JDBCのStatement#cancelは即座の中断を期待してはいけないみたい

今日ちょっと気付いたことなのでメモ。

JDBCの処理を行っていて、別スレッドから中断を行う仕組みを実装しようと思い、JDBCStatement#cancel() を使ってキャンセルする処理を実装してみました。
ところが、MySQLで試したところ、ロック待機を行っている UPDATE 文を実行している Statement に対して cancel() を実行したところ、ちっとも中断されず、ロックタイムアウトが起きるまでそのままでした。

何でだろうと思って調べてみたら、MySQLのバグトラッカにこんなチケットが上がっているのを見つけました。

JDBC statement.cancel() needs to actually cancel the current query
http://bugs.mysql.com/bug.php?id=36332

このチケットは "Not a Bug" として閉じられています。コメントの中に次のような記述がありました。

The issue as I see it is that the JDBC specification requires that cancel() (or statement timeout expiring) leaves the connection in a useful state.
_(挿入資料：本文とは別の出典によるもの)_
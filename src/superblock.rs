//! The live state of one mount.
//!
//! A [`Session`] owns the mount options, the latency gate, the injected hooks
//! and an arena of every node that still has a name. Namespace and data
//! operations live in `dir`, `link`, `file` and `attr` as further `impl
//! Session` blocks.

use alloc::{collections::BTreeMap, string::String, sync::Arc};
use core::sync::atomic::{AtomicBool, AtomicU64, Ordering};

use log::info;
use serde::{Deserialize, Serialize};
use spin::{Mutex, RwLock, RwLockReadGuard, RwLockWriteGuard};

use crate::{
    common::{
        DisksimError, DisksimFsStat, DisksimResult, DisksimTimeSpec, NodeId, NAME_MAX, ROOT_ID,
    },
    hooks::SessionHooks,
    latency::LatencyGate,
    mount_opts::MountOpts,
    node::{Node, NodeData, NodeKind},
    BLOCK_SIZE, DISKSIMFS_MAGIC,
};

/// Held for the duration of one operation. Teardown waits until none is held.
pub(crate) struct OpGuard<'a> {
    _state: RwLockReadGuard<'a, ()>,
}

pub struct Session {
    opts: MountOpts,
    gate: LatencyGate,
    hooks: SessionHooks,
    /// Every node with at least one name, keyed by id.
    nodes: RwLock<BTreeMap<NodeId, Arc<Node>>>,
    next_ino: AtomicU64,
    /// Serializes rename and rmdir, the only operations that lock a
    /// directory nested inside another one.
    rename_lock: Mutex<()>,
    /// Read side held by in-flight operations, write side by teardown.
    state_lock: RwLock<()>,
    closing: AtomicBool,
}

/// Point-in-time counters for introspection.
#[derive(Debug, Clone, PartialEq, Eq, Serialize, Deserialize)]
pub struct SessionStats {
    pub options: String,
    pub nodes: u64,
    pub directories: u64,
    pub regular_files: u64,
    pub resident_bytes: u64,
    pub delayed_ms: u64,
}

impl SessionStats {
    pub fn to_json(&self) -> DisksimResult<String> {
        crate::common::to_json(self)
    }
}

impl Session {
    /// Create a session with the default std hooks: wall clock and real
    /// thread sleeps.
    #[cfg(feature = "std")]
    pub fn new(opts: MountOpts) -> Arc<Self> {
        Self::with_hooks(opts, SessionHooks::default())
    }

    pub fn with_hooks(opts: MountOpts, hooks: SessionHooks) -> Arc<Self> {
        let now = hooks.clock.now();
        let root = Node::new(ROOT_ID, NodeKind::Directory, opts.mode, hooks.root_owner, now);
        let mut nodes = BTreeMap::new();
        nodes.insert(ROOT_ID, Arc::new(root));
        Arc::new(Self {
            gate: LatencyGate::new(&opts, hooks.delay.clone()),
            opts,
            hooks,
            nodes: RwLock::new(nodes),
            next_ino: AtomicU64::new(ROOT_ID + 1),
            rename_lock: Mutex::new(()),
            state_lock: RwLock::new(()),
            closing: AtomicBool::new(false),
        })
    }

    pub fn opts(&self) -> &MountOpts {
        &self.opts
    }

    pub fn show_options(&self) -> String {
        self.opts.show_options()
    }

    pub fn root(&self) -> DisksimResult<Arc<Node>> {
        self.node(ROOT_ID)
    }

    /// Resolve an id to a live node.
    pub fn node(&self, ino: NodeId) -> DisksimResult<Arc<Node>> {
        let _guard = self.enter()?;
        self.nodes.read().get(&ino).cloned().ok_or(DisksimError::NotFound)
    }

    pub fn node_count(&self) -> usize {
        self.nodes.read().len()
    }

    pub fn is_closed(&self) -> bool {
        self.closing.load(Ordering::SeqCst)
    }

    pub fn statfs(&self) -> DisksimResult<DisksimFsStat> {
        let _guard = self.enter()?;
        let nodes = self.nodes.read();
        let blocks = nodes
            .values()
            .filter_map(|node| node.content())
            .map(|content| content.read().resident_bytes() / BLOCK_SIZE as u64)
            .sum();
        Ok(DisksimFsStat {
            f_type: DISKSIMFS_MAGIC,
            f_bsize: BLOCK_SIZE,
            f_namemax: NAME_MAX as u32,
            f_files: nodes.len() as u64,
            f_blocks: blocks,
        })
    }

    pub fn stats(&self) -> SessionStats {
        let nodes = self.nodes.read();
        let mut stats = SessionStats {
            options: self.opts.show_options(),
            nodes: nodes.len() as u64,
            directories: 0,
            regular_files: 0,
            resident_bytes: 0,
            delayed_ms: self.gate.delayed_ms(),
        };
        for node in nodes.values() {
            match node.data() {
                NodeData::Directory(_) => stats.directories += 1,
                NodeData::RegularFile(content) => {
                    stats.regular_files += 1;
                    stats.resident_bytes += content.read().resident_bytes();
                }
                NodeData::Symlink(_) | NodeData::Special(_) => {}
            }
        }
        stats
    }

    /// Tear the session down. New operations fail with `Unmounted`; the call
    /// blocks until every in-flight operation, pending delays included, has
    /// finished, then drops every node. Nodes still pinned by an outside
    /// `Arc` (an open file handle) are freed when that last reference goes.
    pub fn destroy(&self) {
        if self.closing.swap(true, Ordering::SeqCst) {
            return;
        }
        let _state = self.drain();
        let released = {
            let mut nodes = self.nodes.write();
            let count = nodes.len();
            nodes.clear();
            count
        };
        info!("disksimfs: unmounted, released {} nodes", released);
    }

    /// Wait for every operation guard to go away. In-flight operations may
    /// sit in a delay for a long time, so under std the waiting thread
    /// yields between attempts instead of spinning hot.
    fn drain(&self) -> RwLockWriteGuard<'_, ()> {
        loop {
            if let Some(guard) = self.state_lock.try_write() {
                return guard;
            }
            #[cfg(feature = "std")]
            std::thread::yield_now();
            #[cfg(not(feature = "std"))]
            core::hint::spin_loop();
        }
    }

    pub(crate) fn enter(&self) -> DisksimResult<OpGuard<'_>> {
        let state = self.state_lock.read();
        if self.closing.load(Ordering::SeqCst) {
            return Err(DisksimError::Unmounted);
        }
        Ok(OpGuard { _state: state })
    }

    pub(crate) fn rename_lock(&self) -> spin::MutexGuard<'_, ()> {
        self.rename_lock.lock()
    }

    pub(crate) fn gate(&self) -> &LatencyGate {
        &self.gate
    }

    pub(crate) fn hooks(&self) -> &SessionHooks {
        &self.hooks
    }

    pub(crate) fn now(&self) -> DisksimTimeSpec {
        self.hooks.clock.now()
    }

    pub(crate) fn alloc_ino(&self) -> NodeId {
        self.next_ino.fetch_add(1, Ordering::SeqCst)
    }

    pub(crate) fn lookup_id(&self, ino: NodeId) -> DisksimResult<Arc<Node>> {
        self.nodes.read().get(&ino).cloned().ok_or(DisksimError::NotFound)
    }

    pub(crate) fn insert_node(&self, node: Arc<Node>) {
        self.nodes.write().insert(node.id(), node);
    }

    /// Drop a node from the arena once it has no names left.
    pub(crate) fn release_node(&self, ino: NodeId) {
        if self.nodes.write().remove(&ino).is_some() {
            log::debug!("disksimfs: released inode {}", ino);
        }
    }
}

impl core::fmt::Debug for Session {
    fn fmt(&self, f: &mut core::fmt::Formatter<'_>) -> core::fmt::Result {
        f.debug_struct("Session")
            .field("opts", &self.opts)
            .field("nodes", &self.node_count())
            .field("closing", &self.is_closed())
            .finish()
    }
}
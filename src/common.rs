//! Types shared by every part of disksimfs: errors, mode bits, node kinds,
//! timestamps and attributes.

use alloc::string::String;

use bitflags::bitflags;
use onlyerror::Error;
use serde::{Deserialize, Serialize};

/// Session scoped node identifier. Doubles as the inode number.
pub type NodeId = u64;

/// Id of the root directory of every session.
pub const ROOT_ID: NodeId = 1;

/// Longest accepted single path component, in bytes.
pub const NAME_MAX: usize = 255;

/// Largest logical size a regular file may reach (MAX_LFS_FILESIZE).
pub const MAX_FILE_SIZE: u64 = i64::MAX as u64;

#[derive(Debug, Clone, PartialEq, Eq, Error)]
pub enum DisksimError {
    #[error("invalid mount option: {0}")]
    Config(String),
    #[error("no such file or directory")]
    NotFound,
    #[error("file exists")]
    NameExists,
    #[error("not a directory")]
    NotADirectory,
    #[error("is a directory")]
    IsADirectory,
    #[error("directory not empty")]
    NotEmpty,
    #[error("operation not permitted")]
    OperationNotPermitted,
    #[error("out of memory")]
    OutOfMemory,
    #[error("invalid argument")]
    InvalidArgument,
    #[error("file name too long")]
    NameTooLong,
    #[error("file too large")]
    FileTooLarge,
    #[error("filesystem is unmounted")]
    Unmounted,
}

pub type DisksimResult<T> = Result<T, DisksimError>;

bitflags! {
    /// Mode word of a node: file type in the high bits, permissions below.
    #[derive(Serialize, Deserialize)]
    pub struct DisksimPermission: u32 {
        const S_IFMT = 0o170000;
        const S_IFSOCK = 0o140000;
        const S_IFLNK = 0o120000;
        const S_IFREG = 0o100000;
        const S_IFBLK = 0o060000;
        const S_IFDIR = 0o040000;
        const S_IFCHR = 0o020000;
        const S_IFIFO = 0o010000;

        const S_ISUID = 0o4000;
        const S_ISGID = 0o2000;
        const S_ISVTX = 0o1000;

        const S_IRWXU = 0o700;
        const S_IRUSR = 0o400;
        const S_IWUSR = 0o200;
        const S_IXUSR = 0o100;

        const S_IRWXG = 0o070;
        const S_IRGRP = 0o040;
        const S_IWGRP = 0o020;
        const S_IXGRP = 0o010;

        const S_IRWXO = 0o007;
        const S_IROTH = 0o004;
        const S_IWOTH = 0o002;
        const S_IXOTH = 0o001;

        /// Every permission bit including set-id and sticky (S_IALLUGO).
        const S_IALLUGO = 0o7777;
    }
}

impl DisksimPermission {
    /// Keep only the permission sub-bits of a raw mode value.
    pub fn from_mode_masked(mode: u32) -> Self {
        Self::from_bits_truncate(mode & Self::S_IALLUGO.bits())
    }

    /// Permission part of this mode word.
    pub fn perm(&self) -> u32 {
        self.bits() & Self::S_IALLUGO.bits()
    }

    /// Type part of this mode word.
    pub fn file_type_bits(&self) -> u32 {
        self.bits() & Self::S_IFMT.bits()
    }
}

#[derive(Debug, Clone, Copy, PartialEq, Eq, Serialize, Deserialize)]
pub enum DisksimFileType {
    Directory,
    RegularFile,
    Symlink,
    CharDevice,
    BlockDevice,
    NamedPipe,
    Socket,
}

impl DisksimFileType {
    /// Decode the type bits of a mode word. Zero type bits mean a regular
    /// file, as mknod(2) does.
    pub fn from_mode(mode: u32) -> Option<Self> {
        match mode & DisksimPermission::S_IFMT.bits() {
            0 => Some(Self::RegularFile),
            0o100000 => Some(Self::RegularFile),
            0o040000 => Some(Self::Directory),
            0o120000 => Some(Self::Symlink),
            0o020000 => Some(Self::CharDevice),
            0o060000 => Some(Self::BlockDevice),
            0o010000 => Some(Self::NamedPipe),
            0o140000 => Some(Self::Socket),
            _ => None,
        }
    }

    pub fn type_bits(&self) -> DisksimPermission {
        match self {
            Self::Directory => DisksimPermission::S_IFDIR,
            Self::RegularFile => DisksimPermission::S_IFREG,
            Self::Symlink => DisksimPermission::S_IFLNK,
            Self::CharDevice => DisksimPermission::S_IFCHR,
            Self::BlockDevice => DisksimPermission::S_IFBLK,
            Self::NamedPipe => DisksimPermission::S_IFIFO,
            Self::Socket => DisksimPermission::S_IFSOCK,
        }
    }
}

#[derive(Debug, Default, Clone, Copy, PartialEq, Eq, PartialOrd, Ord, Serialize, Deserialize)]
pub struct DisksimTimeSpec {
    pub sec: i64,
    pub nsec: u32,
}

impl DisksimTimeSpec {
    pub const fn new(sec: i64, nsec: u32) -> Self {
        Self { sec, nsec }
    }
}

/// Owner assigned to newly created nodes.
#[derive(Debug, Default, Clone, Copy, PartialEq, Eq, Serialize, Deserialize)]
pub struct Owner {
    pub uid: u32,
    pub gid: u32,
}

impl Owner {
    pub const ROOT: Owner = Owner { uid: 0, gid: 0 };

    pub const fn new(uid: u32, gid: u32) -> Self {
        Self { uid, gid }
    }
}

/// Snapshot of a node's attributes, as returned by getattr.
#[derive(Debug, Clone, PartialEq, Eq, Serialize, Deserialize)]
pub struct DisksimAttr {
    pub ino: NodeId,
    pub kind: DisksimFileType,
    pub mode: DisksimPermission,
    pub nlink: u32,
    pub uid: u32,
    pub gid: u32,
    pub size: u64,
    pub blocks: u64,
    pub blksize: u32,
    pub rdev: u64,
    pub atime: DisksimTimeSpec,
    pub mtime: DisksimTimeSpec,
    pub ctime: DisksimTimeSpec,
}

/// Attribute changes requested through setattr. `None` leaves a field alone.
#[derive(Debug, Default, Clone, PartialEq, Eq)]
pub struct SetAttr {
    pub mode: Option<u32>,
    pub uid: Option<u32>,
    pub gid: Option<u32>,
    pub size: Option<u64>,
    pub atime: Option<DisksimTimeSpec>,
    pub mtime: Option<DisksimTimeSpec>,
}

/// Filesystem statistics for statfs.
#[derive(Debug, Clone, PartialEq, Eq, Serialize, Deserialize)]
pub struct DisksimFsStat {
    pub f_type: u32,
    pub f_bsize: u32,
    pub f_namemax: u32,
    pub f_files: u64,
    pub f_blocks: u64,
}

/// Serialize introspection data. Every serialization failure is reported
/// as `InvalidArgument`.
pub(crate) fn to_json<T: Serialize + ?Sized>(value: &T) -> DisksimResult<String> {
    serde_json::to_string(value).map_err(|_| DisksimError::InvalidArgument)
}

/// Validate a single path component handed to a namespace operation.
pub fn check_name(name: &str) -> DisksimResult<()> {
    if name.is_empty() || name == "." || name == ".." {
        return Err(DisksimError::InvalidArgument);
    }
    if name.bytes().any(|b| b == b'/' || b == 0) {
        return Err(DisksimError::InvalidArgument);
    }
    if name.len() > NAME_MAX {
        return Err(DisksimError::NameTooLong);
    }
    Ok(())
}

#[cfg(test)]
mod tests {
    use super::*;

    #[test]
    fn mask_strips_type_bits() {
        let p = DisksimPermission::from_mode_masked(0o140755);
        assert_eq!(p.bits(), 0o755);
        assert_eq!(p.file_type_bits(), 0);
        let p = DisksimPermission::from_mode_masked(0o4711);
        assert!(p.contains(DisksimPermission::S_ISUID));
    }

    #[test]
    fn file_type_decoding() {
        assert_eq!(DisksimFileType::from_mode(0o644), Some(DisksimFileType::RegularFile));
        assert_eq!(DisksimFileType::from_mode(0o060600), Some(DisksimFileType::BlockDevice));
        assert_eq!(DisksimFileType::from_mode(0o040755), Some(DisksimFileType::Directory));
        assert_eq!(DisksimFileType::from_mode(0o170000), None);
    }

    #[test]
    fn names() {
        assert!(check_name("a").is_ok());
        assert_eq!(check_name(""), Err(DisksimError::InvalidArgument));
        assert_eq!(check_name(".."), Err(DisksimError::InvalidArgument));
        assert_eq!(check_name("a/b"), Err(DisksimError::InvalidArgument));
        assert_eq!(check_name(&"x".repeat(256)), Err(DisksimError::NameTooLong));
    }

    struct Unserializable;

    impl Serialize for Unserializable {
        fn serialize<S: serde::Serializer>(&self, _serializer: S) -> Result<S::Ok, S::Error> {
            Err(serde::ser::Error::custom("refused"))
        }
    }

    #[test]
    fn json_failures_share_one_error() {
        assert_eq!(to_json(&Unserializable), Err(DisksimError::InvalidArgument));
        assert_eq!(to_json(&Owner::new(1, 2)).unwrap(), r#"{"uid":1,"gid":2}"#);
    }
}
Therefore, the JDBC driver needs to use a mechanism that doesn't clobber the *network* side of the connection.

Therefore, we use "KILL QUERY" (on MySQL-5.0), which does have the interesting properties that it doesn't always return immediately, and sometimes one can wait a *long* time for the cancel, as SELECTs only check if they're killed in very specific places.

JDBCの仕様では、Statement#cancel() は実行後にコネクションがちゃんと使える状態で復帰するように実装することを求めているとのことです。
で、MySQLでは KILL QUERY を使ってこの処理を実装していますが、これはMySQLのマニュアルの記述によると、UPDATE や DELETE 操作の場合、各ブロックの読み込みや、行の各更新や削除の後でキルフラグを確認するため、場合によってはずっと待たされてしまうようです。

JDBCが安全な復帰を求めている以上、Statement#cancel() で無茶な中断はできないでしょうから、このように即座の中断を求めることは難しそうです。(先のMySQLのバグトラッカのコメントにも「JDBC EGに強制キャンセルの仕様をリクエストするしかないね」とありました)

強引な強制中断をしたければタイムアウトを併用するか、コネクションごと切っちゃうしかなさそうですね。